マリン帝国で戦いをしてきた時も竜騎士とは戦ってきたが、こんなに間近でみるのは初めてだった。
「間違っても触れろうとか思うなよ。さっきも言ったが、そいつは人見知りする上に凶暴なんだ。今んとこは俺とベルにしかなついていないからな」
スタディはそう言ってドラゴンの喉元を撫でた。ドラゴンは嬉しそうに喉をゴロゴロと鳴らした。

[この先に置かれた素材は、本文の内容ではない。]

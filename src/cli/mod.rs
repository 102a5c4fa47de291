//! CLI module for tallar
//!
//! This module contains all CLI command handlers and utilities.

mod args;
mod commands;
mod logging;

pub use args::{Cli, Command, DataArgs, EvalArgs, InfoArgs, ValidateArgs};
pub use commands::run_command;
pub use logging::LogLevel;
//! Eval command implementation
//!
//! Offline scoring: the model ran elsewhere and left a generation dump;
//! this command replays it against the ground-truth dataset.

use std::process::ExitCode;

use crate::cli::logging::{log, LogLevel};
use crate::data::load_jsonl;
use crate::error::Result;
use crate::eval::{render_report, Evaluator, PregeneratedCompletions};

/// Run `tallar eval`.
pub fn run_eval(args: &crate::cli::args::EvalArgs, log_level: LogLevel) -> Result<ExitCode> {
    let samples = load_jsonl(&args.dataset)?;
    let generations = PregeneratedCompletions::load_jsonl(&args.generations)?;

    log(
        log_level,
        LogLevel::Verbose,
        &format!(
            "Loaded {} samples, {} generations",
            samples.len(),
            generations.len()
        ),
    );

    let mut evaluator = Evaluator::new(&generations);
    if let Some(n) = args.max_samples {
        evaluator = evaluator.with_max_samples(n);
    }

    let (records, metrics) = evaluator.evaluate(&samples)?;

    if log_level == LogLevel::Verbose {
        for (index, record) in records.iter().enumerate() {
            let status = if record.syntax_valid { "ok" } else { "invalid" };
            let detail = record.error_message.as_deref().unwrap_or("");
            log(
                log_level,
                LogLevel::Verbose,
                &format!("  [{index}] {status} {detail}"),
            );
        }
    }

    log(log_level, LogLevel::Normal, &render_report(&metrics));

    Ok(ExitCode::SUCCESS)
}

「今からお前にやってもらうのは、このドラゴン、パピーとの競争だ」
「競争? レースみたいなものですか? 」
「ああ、言葉が悪かったな。訂正する。分かりやすくいうと、一対一のサバイバルだ」
「サバイバル?」
「そう、パピーの首に鈴がついているだろう?それをどんな方法を使ってもいいから取るんだ」
俺は試合というからもっと難しいものかと思っていたので少し安心した。
「ただし・・・だ。」
「はい?」
「武器や魔法の使用は禁止とする。たとえ、命が危険に晒されたとしてもな・・・使った場合はグランドール王に報告して、グランドールを追い出してもらうからな」
「ちょっと、お父さん!ベイクは今グランドールに来たばかりなんだよ!? いくらなんでも・・・」
スタディの提案にベルがあんまりだという顔をして言い返した。
しかし、スタディはベルの言葉を無視して、俺に言った。
「やるか?やらないか?どっちでもいいがな」
「やります。やらさせて下さい」
「ベイク!?」
ベルは信じられないという顔をして俺の方を振り向いた。
「考え直したほうがいいよ!最悪の場合死んじゃうことだって・・・別に何もここにこだわらなくても行くあては他にまたくさん・・・」
「忠告ありがとう、ベル。でも俺は今この試合の内容を聞いて、やってみたいと思ったんだ、プライドとかじゃなくて、ただ純粋にこの試合を楽しみたいんだ・・・」
「いいんだな? ベイク隊長・・・」
「はい! お願いします」
こうして、俺がグランドールに来て最初の試練が始まった。